BUENOS AIRES (Reuters) - Three rare white tiger cubs delighted visitors at the Buenos Aires zoo on Thursday, tumbling in the grass of their enclosure in their first public appearance since being born late last year.


Zookeepers said the birth of the blue-eyed Bengal tiger triplets represented an important contribution to saving the animals from extinction.


"There are only about 250, not even 300, animals of this variety in captivity, so every birth in the Buenos Aires zoo contributes to saving this type of Bengal tiger," chief veterinarian Miguel Rivolta told Reuters Television.


Rivolta said the zoo's breeding record showed the tigers had exactly the right environment and diet, which includes 10 kg (22 pounds) of mutton twice a week as well as fresh poultry meat.
White tiger mother Bety gave birth to the cubs, two females and one male, on December 23 but Thursday was the first time zoo visitors were able to see them.


White tigers are a genetic variation of the better-known orange Bengal tigers.

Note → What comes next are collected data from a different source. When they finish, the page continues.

//! Cache keys derived from an operation and its normalized arguments.

use std::collections::BTreeMap;
use std::fmt;

/// Kinds of cached operation. Each kind carries its own TTL.
#[derive(Debug, Clone, Copy, PartialEq, Eq, Hash, PartialOrd, Ord)]
pub enum OperationKind {
    IllustDetail,
    UserDetail,
    Ranking,
    SearchIllust,
    SearchUser,
    UserIllusts,
    UserBookmarks,
    RelatedIllusts,
    RecommendedIllusts,
    Download,
}

impl OperationKind {
    #[must_use]
    pub fn as_str(self) -> &'static str {
        match self {
            Self::IllustDetail => "illust_detail",
            Self::UserDetail => "user_detail",
            Self::Ranking => "ranking",
            Self::SearchIllust => "search_illust",
            Self::SearchUser => "search_user",
            Self::UserIllusts => "user_illusts",
            Self::UserBookmarks => "user_bookmarks",
            Self::RelatedIllusts => "related_illusts",
            Self::RecommendedIllusts => "recommended_illusts",
            Self::Download => "download",
        }
    }
}

/// Deterministic, order-independent cache key.
///
/// Parameters are kept sorted by name, so the order in which they were
/// added never changes the key.
#[derive(Debug, Clone, PartialEq, Eq, Hash, PartialOrd, Ord)]
pub struct Fingerprint {
    kind: OperationKind,
    params: BTreeMap<&'static str, String>,
}

impl Fingerprint {
    #[must_use]
    pub fn new(kind: OperationKind) -> Self {
        Self {
            kind,
            params: BTreeMap::new(),
        }
    }

    /// Add a parameter. String values are trimmed and lowercased.
    #[must_use]
    pub fn with(mut self, name: &'static str, value: impl ToString) -> Self {
        self.params
            .insert(name, value.to_string().trim().to_lowercase());
        self
    }

    #[must_use]
    pub fn kind(&self) -> OperationKind {
        self.kind
    }
}

impl fmt::Display for Fingerprint {
    fn fmt(&self, f: &mut fmt::Formatter<'_>) -> fmt::Result {
        write!(f, "{}(", self.kind.as_str())?;
        for (i, (name, value)) in self.params.iter().enumerate() {
            if i > 0 {
                f.write_str(",")?;
            }
            write!(f, "{name}={value}")?;
        }
        f.write_str(")")
    }
}
impl Config {
    /// Load configuration from environment variables.
    ///
    /// # Errors
    ///
    /// Returns an error if required environment variables are missing or invalid.
    pub fn from_env() -> Result<Self, ConfigError> {
        let d = Self::default();

        let ttl = |name: &str, default: Duration| -> Result<Duration, ConfigError> {
            Ok(Duration::from_secs(parse_env_u64(name, default.as_secs())?))
        };

        Ok(Self {
            // Pixiv API
            refresh_token: required_env("PIXIV_REFRESH_TOKEN")?,
            api_base_url: env_or_default("PIXIV_API_BASE_URL", &d.api_base_url),
            auth_url: env_or_default("PIXIV_AUTH_URL", &d.auth_url),
            proxy: optional_env("PIXIV_PROXY"),
            query_timeout: ttl("PIXIV_QUERY_TIMEOUT", d.query_timeout)?,
            simultaneous_query: parse_env_usize("PIXIV_SIMULTANEOUS_QUERY", d.simultaneous_query)?,

            // Cache expiry
            cache_ttl: CacheTtl {
                illust_detail: ttl(
                    "PIXIV_ILLUST_DETAIL_CACHE_EXPIRES_IN",
                    d.cache_ttl.illust_detail,
                )?,
                user_detail: ttl("PIXIV_USER_DETAIL_CACHE_EXPIRES_IN", d.cache_ttl.user_detail)?,
                download: ttl("PIXIV_DOWNLOAD_CACHE_EXPIRES_IN", d.cache_ttl.download)?,
                illust_ranking: ttl(
                    "PIXIV_ILLUST_RANKING_CACHE_EXPIRES_IN",
                    d.cache_ttl.illust_ranking,
                )?,
                search_illust: ttl(
                    "PIXIV_SEARCH_ILLUST_CACHE_EXPIRES_IN",
                    d.cache_ttl.search_illust,
                )?,
                search_user: ttl("PIXIV_SEARCH_USER_CACHE_EXPIRES_IN", d.cache_ttl.search_user)?,
                user_illusts: ttl(
                    "PIXIV_USER_ILLUSTS_CACHE_EXPIRES_IN",
                    d.cache_ttl.user_illusts,
                )?,
                user_bookmarks: ttl(
                    "PIXIV_USER_BOOKMARKS_CACHE_EXPIRES_IN",
                    d.cache_ttl.user_bookmarks,
                )?,
                related_illusts: ttl(
                    "PIXIV_RELATED_ILLUSTS_CACHE_EXPIRES_IN",
                    d.cache_ttl.related_illusts,
                )?,
                other: ttl("PIXIV_OTHER_CACHE_EXPIRES_IN", d.cache_ttl.other)?,
            },

            // Content policy
            block_tags: parse_env_list("PIXIV_BLOCK_TAGS"),
            block_action: parse_block_action(&env_or_default("PIXIV_BLOCK_ACTION", "no_image"))?,
            download_quality: parse_download_quality(&env_or_default(
                "PIXIV_DOWNLOAD_QUANTITY",
                "original",
            ))?,
            download_custom_domain: optional_env("PIXIV_DOWNLOAD_CUSTOM_DOMAIN"),
            tag_translation_enabled: parse_env_bool(
                "PIXIV_TAG_TRANSLATION_ENABLED",
                d.tag_translation_enabled,
            )?,

            // Access control
            blacklist: parse_env_list("BLACKLIST"),
            superusers: parse_env_list("SUPERUSERS"),
            query_cooldown: ttl("PIXIV_QUERY_COOLDOWN", d.query_cooldown)?,
            no_query_cooldown_users: parse_env_list("PIXIV_NO_QUERY_COOLDOWN_USERS"),
            max_item_per_query: parse_env_usize(
                "PIXIV_MAX_ITEM_PER_QUERY",
                d.max_item_per_query,
            )?,

            // "more" follow-ups
            more_enabled: parse_env_bool("PIXIV_MORE_ENABLED", d.more_enabled)?,
            query_expires_in: ttl("PIXIV_QUERY_EXPIRES_IN", d.query_expires_in)?,

            // Queries
            illust_query_enabled: parse_env_bool(
                "PIXIV_ILLUST_QUERY_ENABLED",
                d.illust_query_enabled,
            )?,
            ranking: RankingConfig {
                enabled: parse_env_bool("PIXIV_RANKING_QUERY_ENABLED", d.ranking.enabled)?,
                default_mode: parse_ranking_mode(&env_or_default(
                    "PIXIV_RANKING_DEFAULT_MODE",
                    d.ranking.default_mode.as_str(),
                ))?,
                default_range: parse_range(
                    "PIXIV_RANKING_DEFAULT_RANGE",
                    d.ranking.default_range,
                )?,
                fetch_item: parse_env_usize("PIXIV_RANKING_FETCH_ITEM", d.ranking.fetch_item)?,
                max_item_per_query: parse_env_usize(
                    "PIXIV_RANKING_MAX_ITEM_PER_QUERY",
                    d.ranking.max_item_per_query,
                )?,
            },
            random_illust: RandomQueryConfig::from_env("PIXIV_RANDOM_ILLUST", &d.random_illust)?,
            random_recommended_illust: RandomQueryConfig::from_env(
                "PIXIV_RANDOM_RECOMMENDED_ILLUST",
                &d.random_recommended_illust,
            )?,
            random_related_illust: RandomQueryConfig::from_env(
                "PIXIV_RANDOM_RELATED_ILLUST",
                &d.random_related_illust,
            )?,
            random_user_illust: RandomQueryConfig::from_env(
                "PIXIV_RANDOM_USER_ILLUST",
                &d.random_user_illust,
            )?,
            random_bookmark: RandomQueryConfig::from_env(
                "PIXIV_RANDOM_BOOKMARK",
                &d.random_bookmark,
            )?,
            random_bookmark_user_id: optional_env("PIXIV_RANDOM_BOOKMARK_USER_ID")
                .map(|v| {
                    v.parse().map_err(|e| ConfigError::ParseInt {
                        name: "PIXIV_RANDOM_BOOKMARK_USER_ID".to_string(),
                        source: e,
                    })
                })
                .transpose()?,
        })
    }

    /// Defaults with a placeholder token, for tests.
    #[must_use]
    pub fn for_testing() -> Self {
        Self {
            refresh_token: "test-refresh-token".to_string(),
            ..Self::default()
        }
    }

    /// Validate that the configuration is usable.
    ///
    /// # Errors
    ///
    /// Returns an error if the configuration is invalid.
    pub fn validate(&self) -> Result<(), ConfigError> {
        if self.refresh_token.is_empty() {
            return Err(ConfigError::InvalidValue {
                name: "PIXIV_REFRESH_TOKEN".to_string(),
                message: "cannot be empty".to_string(),
            });
        }
        if self.simultaneous_query == 0 {
            return Err(ConfigError::InvalidValue {
                name: "PIXIV_SIMULTANEOUS_QUERY".to_string(),
                message: "must be at least 1".to_string(),
            });
        }
        if self.query_timeout.is_zero() {
            return Err(ConfigError::InvalidValue {
                name: "PIXIV_QUERY_TIMEOUT".to_string(),
                message: "must be at least 1 second".to_string(),
            });
        }
        let (start, end) = self.ranking.default_range;
        if start == 0 || start > end {
            return Err(ConfigError::InvalidValue {
                name: "PIXIV_RANKING_DEFAULT_RANGE".to_string(),
                message: format!("illegal range {start}-{end}"),
            });
        }
        Ok(())
    }
}
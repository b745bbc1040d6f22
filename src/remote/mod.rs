//! Remote retrieval: paginated listings, details and image downloads.
//!
//! Every call made by [`RemoteFetcher`] holds a [`QueryGate`] permit, is
//! bounded by the configured timeout and is retried on transient failure.
//! Listings are flattened across pages, filtered, and returned as
//! [`LazyItem`]s so that stub entries can be completed later.

pub mod api;
pub mod auth;
#[cfg(test)]
pub(crate) mod fake;
pub mod limiter;
pub mod page;
pub mod retry;

use std::collections::HashMap;
use std::future::Future;
use std::sync::Arc;
use std::time::Duration;

use serde::de::DeserializeOwned;
use serde_json::Value;
use tokio::sync::Mutex;
use tracing::{debug, info, warn};

use self::api::{Cursor, Operation, PixivApi};
use self::auth::{refresh_delay, AuthDaemon, Session};
use self::limiter::QueryGate;
use self::page::{
    check_error, flatten, parse_page, IllustFilter, Page, PageLimits, UserPreview,
};
use self::retry::RetryPolicy;
use crate::collaborators::TagTranslations;
use crate::config::{Config, DownloadQuality, RandomQueryConfig};
use crate::constants::{AUTH_RETRY_DELAY_SECS, IMAGE_HOST};
use crate::error::{Error, Result};
use crate::model::{Illust, RankingMode, User};
use crate::repo::lazy::LazyItem;

/// Users returned by a user search.
const SEARCH_USER_LIMIT: usize = 20;

/// Pagination and filtering applied to one listing request.
#[derive(Debug, Clone, Default)]
pub struct ListSettings {
    pub limits: PageLimits,
    pub filter: IllustFilter,
}

impl ListSettings {
    fn random(config: &Config, query: &RandomQueryConfig, limit: usize) -> Self {
        Self {
            limits: PageLimits {
                limit: if limit == 0 { query.max_item } else { limit },
                limit_page: query.max_page,
            },
            filter: IllustFilter {
                block_tags: config.block_tags.clone(),
                min_bookmark: query.min_bookmark,
                min_view: query.min_view,
            },
        }
    }
}

/// Talks to the Pixiv API on behalf of the cache layer.
pub struct RemoteFetcher {
    api: Arc<dyn PixivApi>,
    config: Arc<Config>,
    gate: QueryGate,
    retry: RetryPolicy,
    session: Arc<Session>,
    tags: Option<Arc<dyn TagTranslations>>,
    daemon: Mutex<Option<AuthDaemon>>,
}

impl RemoteFetcher {
    #[must_use]
    pub fn new(api: Arc<dyn PixivApi>, config: Arc<Config>) -> Self {
        Self {
            gate: QueryGate::new(config.simultaneous_query),
            retry: RetryPolicy::default(),
            session: Arc::new(Session::new(config.refresh_token.clone())),
            tags: None,
            daemon: Mutex::new(None),
            api,
            config,
        }
    }

    /// Send translated tag names of fetched items to `tags`.
    #[must_use]
    pub fn with_tag_translations(mut self, tags: Arc<dyn TagTranslations>) -> Self {
        self.tags = Some(tags);
        self
    }

    #[must_use]
    pub fn with_retry(mut self, retry: RetryPolicy) -> Self {
        self.retry = retry;
        self
    }

    #[must_use]
    pub fn session(&self) -> &Session {
        &self.session
    }

    #[must_use]
    pub fn gate(&self) -> &QueryGate {
        &self.gate
    }

    /// Log in and start the credential refresh task.
    ///
    /// # Errors
    ///
    /// Returns the login error once retries are exhausted.
    pub async fn start(&self) -> Result<()> {
        let timeout = self.config.query_timeout;
        let credential = self
            .call("login", || self.session.login(self.api.as_ref(), timeout))
            .await?;
        info!(user_id = credential.user_id, "Logged in to Pixiv");

        let daemon = AuthDaemon::spawn(
            Arc::clone(&self.api),
            Arc::clone(&self.session),
            refresh_delay(credential.expires_in),
            timeout,
            Duration::from_secs(AUTH_RETRY_DELAY_SECS),
        );
        if let Some(previous) = self.daemon.lock().await.replace(daemon) {
            previous.shutdown().await;
        }
        Ok(())
    }

    /// Stop the refresh task and refuse further calls.
    pub async fn shutdown(&self) {
        if let Some(daemon) = self.daemon.lock().await.take() {
            daemon.shutdown().await;
        }
        self.gate.close();
        info!("Remote fetcher stopped");
    }

    /// Run one remote call under the gate, the timeout and the retry policy.
    async fn call<T, F, Fut>(&self, what: &str, mut op: F) -> Result<T>
    where
        F: FnMut() -> Fut,
        Fut: Future<Output = Result<T>>,
    {
        self.retry
            .run(what, || {
                let fut = op();
                async move {
                    let _permit = self.gate.acquire().await?;
                    tokio::time::timeout(self.config.query_timeout, fut).await?
                }
            })
            .await
    }

    /// Fetch and decode one page of `operation`.
    ///
    /// # Errors
    ///
    /// Returns a query error if the page carries an error marker.
    pub async fn fetch_page<T: DeserializeOwned>(
        &self,
        operation: &Operation,
        offset: usize,
        cursor: Option<&Cursor>,
    ) -> Result<Page<T>> {
        self.call(operation.name(), || async move {
            let raw = self.api.list_page(operation, offset, cursor).await?;
            parse_page(raw, operation.list_field())
        })
        .await
    }

    async fn illusts(
        &self,
        operation: Operation,
        offset: usize,
        settings: ListSettings,
    ) -> Result<Vec<LazyItem>> {
        if offset > 0 && !operation.supports_offset() {
            return Err(Error::Unsupported(format!(
                "{} cannot skip items",
                operation.name()
            )));
        }
        info!(operation = %operation, offset, limit = settings.limits.limit, "Fetching listing");

        let operation = &operation;
        let illusts: Vec<Illust> = flatten(
            |cursor| async move { self.fetch_page(operation, offset, cursor.as_ref()).await },
            settings.limits,
            |illust| settings.filter.accepts(illust),
        )
        .await?;

        let items: Vec<LazyItem> = illusts
            .into_iter()
            .map(|illust| {
                if illust.is_detail_missing() {
                    LazyItem::unloaded(illust.id)
                } else {
                    LazyItem::loaded(illust)
                }
            })
            .collect();

        let detail_missing = items.iter().filter(|i| !i.is_loaded()).count();
        info!(
            operation = %operation,
            count = items.len(),
            detail_missing,
            "Fetched listing"
        );
        self.harvest_tags(
            items
                .iter()
                .filter_map(LazyItem::loaded_content)
                .map(|illust| &**illust),
        );

        Ok(items)
    }

    /// Ranking for `mode`; `limit` 0 means the configured fetch size.
    ///
    /// Only block tags are applied, never popularity thresholds.
    ///
    /// # Errors
    ///
    /// Returns the fetch error.
    pub async fn illust_ranking(
        &self,
        mode: RankingMode,
        skip: usize,
        limit: usize,
    ) -> Result<Vec<LazyItem>> {
        let settings = ListSettings {
            limits: PageLimits {
                limit: if limit == 0 { self.config.ranking.fetch_item } else { limit },
                limit_page: 0,
            },
            filter: IllustFilter {
                block_tags: self.config.block_tags.clone(),
                ..IllustFilter::default()
            },
        };
        self.illusts(Operation::Ranking { mode }, skip, settings).await
    }

    /// # Errors
    ///
    /// Returns the fetch error.
    pub async fn search_illust(&self, word: &str, skip: usize, limit: usize) -> Result<Vec<LazyItem>> {
        let settings = ListSettings::random(&self.config, &self.config.random_illust, limit);
        let operation = Operation::SearchIllust {
            word: word.to_string(),
        };
        self.illusts(operation, skip, settings).await
    }

    /// Works of `user_id`; 0 means the logged-in account.
    ///
    /// # Errors
    ///
    /// Returns the fetch error.
    pub async fn user_illusts(&self, user_id: u64, skip: usize, limit: usize) -> Result<Vec<LazyItem>> {
        let user_id = self.resolve_user(user_id);
        let settings = ListSettings::random(&self.config, &self.config.random_user_illust, limit);
        self.illusts(Operation::UserIllusts { user_id }, skip, settings)
            .await
    }

    /// Public bookmarks of `user_id`; 0 means the logged-in account.
    ///
    /// # Errors
    ///
    /// Returns [`Error::Unsupported`] for a non-zero `skip`, otherwise the
    /// fetch error.
    pub async fn user_bookmarks(&self, user_id: u64, skip: usize, limit: usize) -> Result<Vec<LazyItem>> {
        let user_id = self.resolve_user(user_id);
        let settings = ListSettings::random(&self.config, &self.config.random_bookmark, limit);
        self.illusts(Operation::UserBookmarks { user_id }, skip, settings)
            .await
    }

    /// # Errors
    ///
    /// Returns the fetch error.
    pub async fn related_illusts(
        &self,
        illust_id: u64,
        skip: usize,
        limit: usize,
    ) -> Result<Vec<LazyItem>> {
        let settings = ListSettings::random(&self.config, &self.config.random_related_illust, limit);
        self.illusts(Operation::RelatedIllusts { illust_id }, skip, settings)
            .await
    }

    /// # Errors
    ///
    /// Returns the fetch error.
    pub async fn recommended_illusts(&self, skip: usize, limit: usize) -> Result<Vec<LazyItem>> {
        let settings =
            ListSettings::random(&self.config, &self.config.random_recommended_illust, limit);
        self.illusts(Operation::RecommendedIllusts, skip, settings)
            .await
    }

    /// First page of users matching `word`, at most 20.
    ///
    /// # Errors
    ///
    /// Returns the fetch error.
    pub async fn search_user(&self, word: &str) -> Result<Vec<User>> {
        info!(word, "Searching users");
        let operation = Operation::SearchUser {
            word: word.to_string(),
        };
        let operation = &operation;
        let previews: Vec<UserPreview> = flatten(
            |cursor| async move { self.fetch_page(operation, 0, cursor.as_ref()).await },
            PageLimits {
                limit: SEARCH_USER_LIMIT,
                limit_page: 1,
            },
            |_| true,
        )
        .await?;
        Ok(previews.into_iter().map(|p| p.user).collect())
    }

    /// # Errors
    ///
    /// Returns a query error for an unknown or hidden item.
    pub async fn illust_detail(&self, illust_id: u64) -> Result<Illust> {
        info!(illust_id, "Fetching illust detail");
        let illust: Illust = self
            .call("illust_detail", || async move {
                extract(self.api.illust_detail(illust_id).await?, "illust")
            })
            .await?;
        self.harvest_tags(std::iter::once(&illust));
        Ok(illust)
    }

    /// # Errors
    ///
    /// Returns a query error for an unknown user.
    pub async fn user_detail(&self, user_id: u64) -> Result<User> {
        info!(user_id, "Fetching user detail");
        self.call("user_detail", || async move {
            extract(self.api.user_detail(user_id).await?, "user")
        })
        .await
    }

    /// Download the first page of `illust` in the configured quality.
    ///
    /// # Errors
    ///
    /// Returns a query error if the item has no URL for that quality.
    pub async fn image(&self, illust: &Illust) -> Result<Vec<u8>> {
        let url = self.image_url(illust)?;
        debug!(illust_id = illust.id, url = %url, "Downloading image");
        let url = url.as_str();
        self.call("download", || self.api.download(url)).await
    }

    /// URL [`Self::image`] downloads from.
    ///
    /// # Errors
    ///
    /// Returns a query error if the item has no URL for the configured quality.
    pub fn image_url(&self, illust: &Illust) -> Result<String> {
        let urls = &illust.image_urls;
        let url = match self.config.download_quality {
            DownloadQuality::Original => illust.original_url(),
            DownloadQuality::Large => Some(urls.large.as_str()),
            DownloadQuality::Medium => Some(urls.medium.as_str()),
            DownloadQuality::SquareMedium => Some(urls.square_medium.as_str()),
        }
        .filter(|u| !u.is_empty())
        .ok_or_else(|| {
            Error::Query(format!(
                "illust {} has no {:?} image",
                illust.id, self.config.download_quality
            ))
        })?;

        Ok(match &self.config.download_custom_domain {
            Some(domain) => url.replace(IMAGE_HOST, domain),
            None => url.to_string(),
        })
    }

    fn resolve_user(&self, user_id: u64) -> u64 {
        if user_id == 0 {
            self.session.user_id()
        } else {
            user_id
        }
    }

    /// Store translated tag names on a background task.
    fn harvest_tags<'a>(&self, illusts: impl IntoIterator<Item = &'a Illust>) {
        if !self.config.tag_translation_enabled {
            return;
        }
        let Some(store) = &self.tags else {
            return;
        };

        let translations: HashMap<String, String> = illusts
            .into_iter()
            .flat_map(|i| i.tags.iter())
            .filter_map(|t| {
                t.translated_name
                    .as_ref()
                    .map(|translated| (t.name.clone(), translated.clone()))
            })
            .collect();
        if translations.is_empty() {
            return;
        }

        let store = Arc::clone(store);
        tokio::spawn(async move {
            let count = translations.len();
            match store.insert_many(translations).await {
                Ok(()) => debug!(count, "Stored tag translations"),
                Err(e) => warn!(error = %e, "Failed to store tag translations"),
            }
        });
    }
}

/// Check a detail response and decode the object under `field`.
fn extract<T: DeserializeOwned>(mut raw: Value, field: &str) -> Result<T> {
    check_error(&raw)?;
    let value = raw
        .get_mut(field)
        .map(Value::take)
        .ok_or_else(|| Error::Transient(format!("response has no '{field}' field")))?;
    Ok(serde_json::from_value(value)?)
}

Between 5,000-7,000 tigers live in the wild, down from 100,000 at the start of the 20th-century. Poaching, deforestation and over-hunting of their natural prey have hit their numbers.
"There's a big party every time there's a birthday at the zoo," Rivolta said. "It's a step forward for the conservation project."


Thursday, February 01, 2007

Aqua Teen Hunger Force Character Triggers Boston Bomb Scare

Authorities have arrested two men in connection with electronic light boards depicting a middle-finger-waving moon man that triggered repeated bomb scares around Boston on Wednesday and prompted the closure of bridges and a stretch of the Charles River. Meanwhile, police and prosecutors vented their anger at Turner Broadcasting Inc., the parent company of CNN, which said the battery-operated light boards were aimed at promoting the late-night Adult Swim cartoon "Aqua Teen Hunger Force."

Boston officials condemned Turner for not taking proper steps to end the bomb scares earlier and for not issuing an adequate apology to the city.

Turner Broadcasting said in written statements the devices had been placed around Boston and nine other cities in recent weeks as part of a guerrilla marketing campaign to promote the show.
"We apologize to the citizens of Boston that part of a marketing campaign was mistaken for a public danger," Phil Kent, CEO and chairman of Turner Broadcasting System Inc., said in one of two statements issued by the company.

"As soon as we realized that an element of the campaign was being mistaken for something potentially dangerous, appropriate law enforcement officials were notified and through federal law enforcement channels, we identified the specific locations of the advertisements in all 10 cities in which they are posted. We also directed the third-party marketing firm who posted the advertisements to take them down immediately."